O fordismo procurou transferir o saber-fazer do trabalhador para a gerência, instância de elaboração e controle. O toyotismo tende a se apropriar da capacidade intelectual da força de trabalho, capturando integralmente a subjetividade operária, o que compromete definitivamente a possibilidade de uma existência autêntica e autodeterminada. Bernardo esclarece:

Os capitalistas compreenderam então que, em vez de se limitarem a explorar a força de trabalho muscular dos trabalhadores, privando-os de qualquer iniciativa e mantendo-os enclausurados nas compartimentações estritas do taylorismo e do fordismo, podiam multiplicar seu lucro explorando-lhes a imaginação, os dotes organizativos, a capacidade de cooperação, todas as virtualidades da inteligência. Foi com esse fim que desenvolveram a tecnologia eletrônica e os computadores e que remodelaram os sistemas de administração de empresas, implantando o toyotismo, a qualidade total e outras técnicas de gestão. [...] Um trabalhador que raciocina no ato de trabalho e conhece mais dos processos tecnológicos e econômicos do que os aspectos estritos do seu âmbito imediato é um trabalhador que pode ser tornado polivalente (BERNARDO, 2000, p. 29-30).
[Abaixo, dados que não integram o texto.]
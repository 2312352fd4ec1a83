pub mod fitbit_cli_opts;
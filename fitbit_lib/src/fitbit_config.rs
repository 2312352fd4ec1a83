use std::{env::var, ops::Deref, path::Path, sync::Arc};

use crate::errors::FitbitError as Error;

/// `FitbitConfig` holds configuration information which can be set either
/// through environment variables or the config.env file, see the dotenvy
/// crate for more information about the config file format.
#[derive(Default, Debug)]
pub struct FitbitConfigInner {
    pub home_dir: String,
    pub pgurl: String,
    pub fitbit_clientid: String,
    pub fitbit_clientsecret: String,
    pub fitbit_redirect_url: String,
    pub fitbit_tokenfile: String,
    pub callback_timeout_secs: u64,
}

#[derive(Default, Debug, Clone)]
pub struct FitbitConfig(Arc<FitbitConfigInner>);

macro_rules! set_config_from_env {
    ($s:ident, $id:ident) => {
        if let Ok($id) = var(&stringify!($id).to_uppercase()) {
            $s.$id = $id.into()
        }
    };
}

macro_rules! set_config_parse_default {
    ($s:ident, $id:ident, $d:expr) => {
        $s.$id = var(&stringify!($id).to_uppercase())
            .ok()
            .and_then(|x| x.parse().ok())
            .unwrap_or_else(|| $d);
    };
}

impl FitbitConfigInner {
    /// Some variables have natural default values, which we set in the new()
    /// method.
    pub fn new() -> Self {
        let home_dir = dirs::home_dir().unwrap_or_else(|| Path::new("/tmp").to_path_buf());
        let fitbit_tokenfile = home_dir
            .join(".fitbit_tokens")
            .to_string_lossy()
            .to_string();

        Self {
            fitbit_redirect_url: "http://localhost:8080/redirect".to_string(),
            fitbit_tokenfile,
            callback_timeout_secs: 300,
            home_dir: home_dir.to_string_lossy().to_string(),
            ..Self::default()
        }
    }

    /// Each variable maps to an environment variable, if the variable exists,
    /// use it.
    pub fn from_env(mut self) -> Self {
        set_config_from_env!(self, pgurl);
        set_config_from_env!(self, fitbit_clientid);
        set_config_from_env!(self, fitbit_clientsecret);
        set_config_from_env!(self, fitbit_redirect_url);
        set_config_from_env!(self, fitbit_tokenfile);
        set_config_parse_default!(self, callback_timeout_secs, 300);
        self
    }
}

impl FitbitConfig {
    pub fn new() -> Self {
        Self(Arc::new(FitbitConfigInner::new()))
    }

    /// Pull configuration from a file if it exists,
    /// first look for a config.env file in the current directory,
    /// then try `${HOME}/.config/fitbit_rust/config.env`,
    /// if that doesn't exist fall back on the default behaviour of dotenvy.
    ///
    /// # Errors
    /// Return error if required variables aren't set appropriately.
    pub fn get_config(fname: Option<&str>) -> Result<Self, Error> {
        let config_dir = dirs::config_dir()
            .ok_or(Error::StaticCustomError("No CONFIG directory"))?;
        let default_fname = config_dir.join("fitbit_rust").join("config.env");

        let env_file = match fname.map(Path::new) {
            Some(fname) if fname.exists() => fname,
            _ => &default_fname,
        };

        dotenvy::dotenv().ok();

        if env_file.exists() {
            dotenvy::from_path(env_file).ok();
        } else if Path::new("config.env").exists() {
            dotenvy::from_filename("config.env").ok();
        }

        let conf = FitbitConfigInner::new().from_env();

        if conf.pgurl.is_empty() {
            Err(Error::StaticCustomError("No PGURL specified"))
        } else if conf.fitbit_clientid.is_empty() {
            Err(Error::StaticCustomError("No FITBIT_CLIENTID specified"))
        } else if conf.fitbit_clientsecret.is_empty() {
            Err(Error::StaticCustomError("No FITBIT_CLIENTSECRET specified"))
        } else {
            Ok(Self(Arc::new(conf)))
        }
    }
}

impl From<FitbitConfigInner> for FitbitConfig {
    fn from(inner: FitbitConfigInner) -> Self {
        Self(Arc::new(inner))
    }
}

impl Deref for FitbitConfig {
    type Target = FitbitConfigInner;

    fn deref(&self) -> &Self::Target {
        &self.0
    }
}
use chrono::{Duration, NaiveDate};
use log::{debug, error, info, warn};
use std::{fmt, str::FromStr};
use tokio_postgres::{Client, Transaction};

use crate::{
    errors::FitbitError as Error,
    fitbit_client::{FetchDate, FitbitClient},
    fitbit_heartrate::{FitbitHeartRate, HeartRateDaily},
    fitbit_sleep::{insert_sleep_minutes, InsertOutcome, SleepEntry, SleepSession},
    pgpool::PgPool,
};

#[derive(Debug, Clone, Copy, PartialEq, Eq)]
pub enum SyncMetric {
    HeartRate,
    Sleep,
    All,
}

impl FromStr for SyncMetric {
    type Err = Error;

    fn from_str(s: &str) -> Result<Self, Self::Err> {
        match s.to_lowercase().as_str() {
            "heartrate" | "heart-rate" => Ok(Self::HeartRate),
            "sleep" => Ok(Self::Sleep),
            "all" => Ok(Self::All),
            _ => Err(Error::CustomError(format!("unknown metric {}", s))),
        }
    }
}

impl fmt::Display for SyncMetric {
    fn fmt(&self, f: &mut fmt::Formatter) -> fmt::Result {
        match self {
            Self::HeartRate => write!(f, "heartrate"),
            Self::Sleep => write!(f, "sleep"),
            Self::All => write!(f, "all"),
        }
    }
}

/// Per-session counts for one date of sleep sync.
#[derive(Default, Debug, Clone, Copy)]
pub struct SleepDayCounts {
    pub sessions_inserted: usize,
    pub sessions_skipped: usize,
    pub sessions_failed: usize,
    pub minutes_inserted: u64,
}

/// Running totals across a date range.
#[derive(Default, Debug, Clone, Copy)]
pub struct SyncTotals {
    pub days_attempted: usize,
    pub days_failed: usize,
    pub daily_summaries: usize,
    pub intraday_points: usize,
    pub sleep_sessions: usize,
    pub sleep_minutes: u64,
}

impl SyncTotals {
    fn merge(&mut self, other: &Self) {
        self.days_attempted += other.days_attempted;
        self.days_failed += other.days_failed;
        self.daily_summaries += other.daily_summaries;
        self.intraday_points += other.intraday_points;
        self.sleep_sessions += other.sleep_sessions;
        self.sleep_minutes += other.sleep_minutes;
    }
}

impl fmt::Display for SyncTotals {
    fn fmt(&self, f: &mut fmt::Formatter) -> fmt::Result {
        writeln!(f, "  days attempted: {}", self.days_attempted)?;
        writeln!(f, "  days failed: {}", self.days_failed)?;
        writeln!(f, "  daily summaries: {}", self.daily_summaries)?;
        writeln!(f, "  intraday records: {}", self.intraday_points)?;
        writeln!(f, "  sleep sessions: {}", self.sleep_sessions)?;
        write!(f, "  sleep minutes: {}", self.sleep_minutes)
    }
}

/// Every calendar date in [start, end] inclusive, ascending.
pub fn enumerate_dates(start: NaiveDate, end: NaiveDate) -> Vec<NaiveDate> {
    let mut dates = Vec::new();
    let mut date = start;
    while date <= end {
        dates.push(date);
        date = date + Duration::days(1);
    }
    dates
}

/// First and last day of a calendar month.
///
/// # Errors
/// Return error if year/month do not form a valid date
pub fn month_bounds(year: i32, month: u32) -> Result<(NaiveDate, NaiveDate), Error> {
    let start = NaiveDate::from_ymd_opt(year, month, 1)
        .ok_or(Error::StaticCustomError("invalid year or month"))?;
    let next_month = if month == 12 {
        NaiveDate::from_ymd_opt(year + 1, 1, 1)
    } else {
        NaiveDate::from_ymd_opt(year, month + 1, 1)
    }
    .ok_or(Error::StaticCustomError("invalid year or month"))?;
    Ok((start, next_month - Duration::days(1)))
}

/// Pulls metric payloads through the api client and writes them to the
/// database, one transaction per date.
pub struct FitbitSync {
    pool: PgPool,
    client: FitbitClient,
}

impl FitbitSync {
    pub fn new(pool: PgPool, client: FitbitClient) -> Self {
        Self { pool, client }
    }

    /// Sync one date of the selected metric family. The whole date commits
    /// or rolls back as a unit, any failure propagates to the caller.
    ///
    /// # Errors
    /// Return error on fetch or db failure
    pub async fn sync_date(&self, metric: SyncMetric, date: FetchDate) -> Result<SyncTotals, Error> {
        let mut totals = SyncTotals::default();
        if matches!(metric, SyncMetric::HeartRate | SyncMetric::All) {
            let (daily, intraday) = self.sync_heartrate_date(date).await?;
            totals.daily_summaries += daily;
            totals.intraday_points += intraday;
        }
        if matches!(metric, SyncMetric::Sleep | SyncMetric::All) {
            let counts = self.sync_sleep_date(date).await?;
            totals.sleep_sessions += counts.sessions_inserted;
            totals.sleep_minutes += counts.minutes_inserted;
        }
        Ok(totals)
    }

    /// Sync every date in [start, end]. A failed date is logged and skipped,
    /// the loop always reaches the end of the range.
    pub async fn sync_range(
        &self,
        metric: SyncMetric,
        start: NaiveDate,
        end: NaiveDate,
    ) -> SyncTotals {
        let mut totals = SyncTotals::default();
        for date in enumerate_dates(start, end) {
            totals.days_attempted += 1;
            match self.sync_date(metric, FetchDate::Date(date)).await {
                Ok(day) => totals.merge(&day),
                Err(e) => {
                    let e = Error::UnitSyncError {
                        date,
                        source: Box::new(e),
                    };
                    error!("{}", e);
                    totals.days_failed += 1;
                }
            }
        }
        totals
    }

    /// # Errors
    /// Return error if year/month are invalid
    pub async fn sync_month(
        &self,
        metric: SyncMetric,
        year: i32,
        month: u32,
    ) -> Result<SyncTotals, Error> {
        let (start, end) = month_bounds(year, month)?;
        info!("syncing {} for {}-{:02}", metric, year, month);
        Ok(self.sync_range(metric, start, end).await)
    }

    /// Sync heart rate for one date, returns (daily, intraday) counts.
    ///
    /// # Errors
    /// Return error on fetch or db failure
    pub async fn sync_heartrate_date(&self, date: FetchDate) -> Result<(usize, usize), Error> {
        debug!("fetching heart rate data for {}", date);
        let payload = self.client.get_heart_rate_intraday(date, "1min").await?;

        let mut conn = self.pool.get().await?;
        let client: &mut Client = &mut conn;
        let tx = client.transaction().await?;

        // the provider reports the actual calendar date, which wins over the
        // requested one when the request was for `today`
        let actual_date = payload.daily.first().map(|d| d.date).or(date.as_date());

        let mut daily_count = 0;
        if let Some(entry) = payload.daily.first() {
            HeartRateDaily::from_entry(entry).upsert(&tx).await?;
            daily_count = 1;
        }

        let mut intraday_count = 0;
        if let Some(intraday) = payload.intraday.as_ref() {
            match actual_date {
                Some(date) => {
                    for point in &intraday.dataset {
                        intraday_count += FitbitHeartRate::from_point(date, *point)
                            .insert_ignore(&tx)
                            .await? as usize;
                    }
                }
                None => warn!(
                    "no calendar date for intraday data, skipping {} points",
                    intraday.dataset.len()
                ),
            }
        }

        tx.commit().await?;
        info!(
            "synced {} daily and {} intraday heart rate records for {}",
            daily_count, intraday_count, date
        );
        Ok((daily_count, intraday_count))
    }

    /// Sync sleep sessions for one date. Individual sessions are isolated by
    /// savepoints so one bad session never aborts the batch, a session whose
    /// log id is already stored still gets its minute records backfilled.
    ///
    /// # Errors
    /// Return error on fetch or db failure
    pub async fn sync_sleep_date(&self, date: FetchDate) -> Result<SleepDayCounts, Error> {
        debug!("fetching sleep data for {}", date);
        let payload = self.client.get_sleep_log(date).await?;
        let mut counts = SleepDayCounts::default();
        if payload.sleep.is_empty() {
            info!("no sleep data found for {}", date);
            return Ok(counts);
        }

        let mut conn = self.pool.get().await?;
        let client: &mut Client = &mut conn;
        let mut tx = client.transaction().await?;

        for entry in &payload.sleep {
            match Self::upsert_session(&mut tx, entry).await {
                Ok((InsertOutcome::Inserted, minutes)) => {
                    info!(
                        "synced sleep session {} with {} minute records",
                        entry.log_id, minutes
                    );
                    counts.sessions_inserted += 1;
                    counts.minutes_inserted += minutes;
                }
                Ok((InsertOutcome::SkippedDuplicate, minutes)) => {
                    info!(
                        "sleep session {} already exists, backfilled {} minute records",
                        entry.log_id, minutes
                    );
                    counts.sessions_skipped += 1;
                    counts.minutes_inserted += minutes;
                }
                Err(e) => {
                    error!("error syncing sleep session {}: {}", entry.log_id, e);
                    counts.sessions_failed += 1;
                }
            }
        }

        tx.commit().await?;
        Ok(counts)
    }

    // A failed statement poisons the enclosing postgres transaction, so each
    // session runs inside its own savepoint.
    async fn upsert_session(
        tx: &mut Transaction<'_>,
        entry: &SleepEntry,
    ) -> Result<(InsertOutcome, u64), Error> {
        let session = SleepSession::from_entry(entry);
        let minutes = entry.expand_minutes();
        let sp = tx.transaction().await?;
        let outcome = session.insert(&sp).await?;
        let inserted = insert_sleep_minutes(&sp, &minutes).await?;
        sp.commit().await?;
        Ok((outcome, inserted))
    }
}

#[cfg(test)]
mod tests {
    use chrono::NaiveDate;

    use crate::fitbit_sync::{enumerate_dates, month_bounds, SyncMetric, SyncTotals};

    #[test]
    fn test_enumerate_dates_inclusive_ascending() {
        let start = NaiveDate::from_ymd_opt(2025, 9, 28).unwrap();
        let end = NaiveDate::from_ymd_opt(2025, 10, 2).unwrap();
        let dates = enumerate_dates(start, end);
        assert_eq!(dates.len(), 5);
        assert_eq!(dates.first(), Some(&start));
        assert_eq!(dates.last(), Some(&end));
        assert!(dates.windows(2).all(|w| w[0] < w[1]));
    }

    #[test]
    fn test_enumerate_dates_single_day() {
        let date = NaiveDate::from_ymd_opt(2025, 10, 1).unwrap();
        assert_eq!(enumerate_dates(date, date), vec![date]);
    }

    #[test]
    fn test_enumerate_dates_empty_range() {
        let start = NaiveDate::from_ymd_opt(2025, 10, 2).unwrap();
        let end = NaiveDate::from_ymd_opt(2025, 10, 1).unwrap();
        assert!(enumerate_dates(start, end).is_empty());
    }

    #[test]
    fn test_month_bounds() {
        let (start, end) = month_bounds(2025, 10).unwrap();
        assert_eq!(start, NaiveDate::from_ymd_opt(2025, 10, 1).unwrap());
        assert_eq!(end, NaiveDate::from_ymd_opt(2025, 10, 31).unwrap());

        let (start, end) = month_bounds(2025, 12).unwrap();
        assert_eq!(start, NaiveDate::from_ymd_opt(2025, 12, 1).unwrap());
        assert_eq!(end, NaiveDate::from_ymd_opt(2025, 12, 31).unwrap());

        let (start, end) = month_bounds(2024, 2).unwrap();
        assert_eq!(start, NaiveDate::from_ymd_opt(2024, 2, 1).unwrap());
        assert_eq!(end, NaiveDate::from_ymd_opt(2024, 2, 29).unwrap());

        assert!(month_bounds(2025, 13).is_err());
    }

    #[test]
    fn test_sync_metric_from_str() {
        assert_eq!("heartrate".parse::<SyncMetric>().unwrap(), SyncMetric::HeartRate);
        assert_eq!("heart-rate".parse::<SyncMetric>().unwrap(), SyncMetric::HeartRate);
        assert_eq!("Sleep".parse::<SyncMetric>().unwrap(), SyncMetric::Sleep);
        assert_eq!("all".parse::<SyncMetric>().unwrap(), SyncMetric::All);
        assert!("steps".parse::<SyncMetric>().is_err());
    }

    #[test]
    fn test_totals_merge() {
        let mut totals = SyncTotals {
            days_attempted: 2,
            days_failed: 1,
            daily_summaries: 1,
            intraday_points: 1440,
            sleep_sessions: 1,
            sleep_minutes: 400,
        };
        totals.merge(&SyncTotals {
            days_attempted: 0,
            days_failed: 0,
            daily_summaries: 1,
            intraday_points: 1440,
            sleep_sessions: 2,
            sleep_minutes: 800,
        });
        assert_eq!(totals.days_attempted, 2);
        assert_eq!(totals.daily_summaries, 2);
        assert_eq!(totals.intraday_points, 2880);
        assert_eq!(totals.sleep_sessions, 3);
        assert_eq!(totals.sleep_minutes, 1200);
    }
}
Concretiza-se então, por meio de tais mecanismos, aquilo que Bernardo (2000; 2004) denomina de recuperação das lutas dos trabalhadores. Em sua permanente resistência à dominação exercida pelo capital, a classe trabalhadora luta por uma vida norteada por seus interesses, logicamente opostos aos interesses capitalistas. Mas, nesse jogo de forças, muitas

vezes o capitalismo assimila tais demandas e as devolve aos trabalhadores com um novo viés, re-significado pela lógica do capital. Assim, inegavelmente, a principal característica dos novos modelos de gestão e organização da produção, típicos da reestruturação capitalista, sem dúvida é o aumento da participação dos trabalhadores no processo produtivo, mas como um novo modo de se apropriar do saber fazer e do saber pensar dos trabalhadores, e não de forma a valorizar sua capacidade de auto-organização e de emancipação em relação aos destrutivos fundamentos do capitalismo.
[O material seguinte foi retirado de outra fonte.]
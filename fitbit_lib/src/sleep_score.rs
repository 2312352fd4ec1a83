//! Sleep quality scoring.
//!
//! Three components: duration (50 points), composition (25 points) and
//! restoration (25 points). Stage summaries drive composition and the wake
//! penalty when present; classic logs without stage data fall back to a flat
//! composition and an interruption penalty.

/// Input snapshot for one sleep session, scores are derived once at insert
/// time and never recomputed.
#[derive(Debug, Clone, Copy, PartialEq)]
pub struct SleepScoreInput {
    pub minutes_asleep: i32,
    /// Efficiency percentage, 0-100.
    pub efficiency: i32,
    pub detail: ScoreDetail,
}

#[derive(Debug, Clone, Copy, PartialEq)]
pub enum ScoreDetail {
    /// Stage minute summaries from the interval-level payload.
    Stages {
        deep_minutes: i32,
        rem_minutes: i32,
        wake_minutes: i32,
    },
    /// Interruption counts from the classic payload.
    Classic {
        awake_count: i32,
        restless_count: i32,
        minutes_to_fall_asleep: i32,
    },
}

/// Derive a 0-100 quality score. Deterministic, each component is clamped
/// to its maximum before the rounded sum.
pub fn calculate_sleep_score(input: &SleepScoreInput) -> i32 {
    let total = duration_score(input.minutes_asleep)
        + composition_score(input)
        + restoration_score(input);
    total.round() as i32
}

// Duration, 50 points max. 7-9 hours scores full marks, shorter sleep drops
// off as 50 * (hours/7)^1.15, longer sleep loses 8 points per hour past 9.
fn duration_score(minutes_asleep: i32) -> f64 {
    let hours = f64::from(minutes_asleep) / 60.0;
    let score = if (7.0..=9.0).contains(&hours) {
        50.0
    } else if hours < 7.0 {
        50.0 * (hours / 7.0).powf(1.15)
    } else {
        50.0 - (hours - 9.0) * 8.0
    };
    score.clamp(0.0, 50.0)
}

// Composition, 25 points max. Deep sleep optimal at 13-23% of time asleep,
// REM optimal at 20-25%, 12.5 points each. Without stage summaries a flat 20.
fn composition_score(input: &SleepScoreInput) -> f64 {
    match input.detail {
        ScoreDetail::Stages {
            deep_minutes,
            rem_minutes,
            ..
        } if input.minutes_asleep > 0 => {
            let deep_pct = f64::from(deep_minutes) / f64::from(input.minutes_asleep) * 100.0;
            let rem_pct = f64::from(rem_minutes) / f64::from(input.minutes_asleep) * 100.0;
            band_score(deep_pct, 13.0, 23.0) + band_score(rem_pct, 20.0, 25.0)
        }
        _ => 20.0,
    }
}

// 12.5 points inside [lo, hi], linear ramp below, 1.5 points lost per
// percentage point above.
fn band_score(pct: f64, lo: f64, hi: f64) -> f64 {
    let score = if pct < lo {
        12.5 * pct / lo
    } else if pct <= hi {
        12.5
    } else {
        12.5 - (pct - hi) * 1.5
    };
    score.clamp(0.0, 12.5)
}

// Restoration, 25 points max: 15 from efficiency plus a 10 point wakefulness
// allowance, reduced by time awake (stage data) or by interruptions and
// minutes to fall asleep (classic data).
fn restoration_score(input: &SleepScoreInput) -> f64 {
    let efficiency = f64::from(input.efficiency).clamp(0.0, 100.0) / 100.0 * 15.0;
    let wakefulness = match input.detail {
        ScoreDetail::Stages { wake_minutes, .. } => {
            let wake_pct = if input.minutes_asleep > 0 {
                f64::from(wake_minutes) / f64::from(input.minutes_asleep) * 100.0
            } else {
                0.0
            };
            10.0 - wake_pct * 2.0
        }
        ScoreDetail::Classic {
            awake_count,
            restless_count,
            minutes_to_fall_asleep,
        } => {
            10.0 - 0.5 * f64::from(awake_count + restless_count)
                - 0.1 * f64::from(minutes_to_fall_asleep)
        }
    };
    (efficiency + wakefulness.clamp(0.0, 10.0)).clamp(0.0, 25.0)
}

#[cfg(test)]
mod tests {
    use crate::sleep_score::{
        calculate_sleep_score, duration_score, ScoreDetail, SleepScoreInput,
    };

    #[test]
    fn test_duration_score_bands() {
        assert!((duration_score(480) - 50.0).abs() < f64::EPSILON);
        assert!((duration_score(420) - 50.0).abs() < f64::EPSILON);
        assert!((duration_score(540) - 50.0).abs() < f64::EPSILON);
        assert!(duration_score(300) < duration_score(360));
        // never negative no matter how degenerate the input
        assert!(duration_score(0).abs() < f64::EPSILON);
        assert!(duration_score(20 * 60).abs() < f64::EPSILON);
    }

    #[test]
    fn test_optimal_night_with_stages() {
        // 8h asleep, 95% efficiency, deep and rem inside their optimal bands
        let input = SleepScoreInput {
            minutes_asleep: 480,
            efficiency: 95,
            detail: ScoreDetail::Stages {
                deep_minutes: 90,
                rem_minutes: 110,
                wake_minutes: 0,
            },
        };
        let score = calculate_sleep_score(&input);
        // 50 + 25 + (14.25 + 10) = 99.25
        assert_eq!(score, 99);
    }

    #[test]
    fn test_classic_without_interruptions() {
        let input = SleepScoreInput {
            minutes_asleep: 480,
            efficiency: 95,
            detail: ScoreDetail::Classic {
                awake_count: 0,
                restless_count: 0,
                minutes_to_fall_asleep: 0,
            },
        };
        // 50 + 20 + (14.25 + 10) = 94.25
        assert_eq!(calculate_sleep_score(&input), 94);
    }

    #[test]
    fn test_interruptions_reduce_restoration() {
        let restless = SleepScoreInput {
            minutes_asleep: 480,
            efficiency: 95,
            detail: ScoreDetail::Classic {
                awake_count: 4,
                restless_count: 10,
                minutes_to_fall_asleep: 45,
            },
        };
        let calm = SleepScoreInput {
            minutes_asleep: 480,
            efficiency: 95,
            detail: ScoreDetail::Classic {
                awake_count: 0,
                restless_count: 0,
                minutes_to_fall_asleep: 5,
            },
        };
        assert!(calculate_sleep_score(&restless) < calculate_sleep_score(&calm));
    }

    #[test]
    fn test_score_bounds() {
        let inputs = [
            SleepScoreInput {
                minutes_asleep: 0,
                efficiency: 0,
                detail: ScoreDetail::Stages {
                    deep_minutes: 0,
                    rem_minutes: 0,
                    wake_minutes: 600,
                },
            },
            SleepScoreInput {
                minutes_asleep: 266,
                efficiency: 84,
                detail: ScoreDetail::Stages {
                    deep_minutes: 120,
                    rem_minutes: 10,
                    wake_minutes: 95,
                },
            },
            SleepScoreInput {
                minutes_asleep: 540,
                efficiency: 100,
                detail: ScoreDetail::Stages {
                    deep_minutes: 100,
                    rem_minutes: 120,
                    wake_minutes: 5,
                },
            },
        ];
        for input in &inputs {
            let score = calculate_sleep_score(input);
            assert!((0..=100).contains(&score), "score {} out of bounds", score);
        }
    }

    #[test]
    fn test_deterministic() {
        let input = SleepScoreInput {
            minutes_asleep: 406,
            efficiency: 92,
            detail: ScoreDetail::Stages {
                deep_minutes: 60,
                rem_minutes: 85,
                wake_minutes: 40,
            },
        };
        assert_eq!(
            calculate_sleep_score(&input),
            calculate_sleep_score(&input)
        );
    }
}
As metamorfoses ocorridas no sistema capitalista a partir de sua crise estrutural, da década de 1960 em diante, atingiram a classe-que-vive-do-trabalho não só em sua materialidade – a sua forma de ser –, como também em sua subjetividade – valores, ideário,

em que pautam suas ações e práticas (ANTUNES, 2005; 2006). Diante disso, urge investigar como os trabalhadores, num contexto histórico de extrema precarização do trabalho, tecem hoje os laços de pertencimento social; como constroem/reconstroem sua identidade; como resistem/desistem no cotidiano do trabalho, verdadeiro campo de disputa entre a alienação e a desalienação. Nos limites dessa pesquisa, elegemos a docência como uma forma de trabalho que merece ser investigada. Pois se considera que, dada a impactante repercussão de todos os processos descritos acima no universo da educação, faz-se necessário analisar especificamente como se estrutura o trabalho docente e as novas dimensões por ele adquiridas no bojo das alterações ocorridas no metabolismo societal do capital.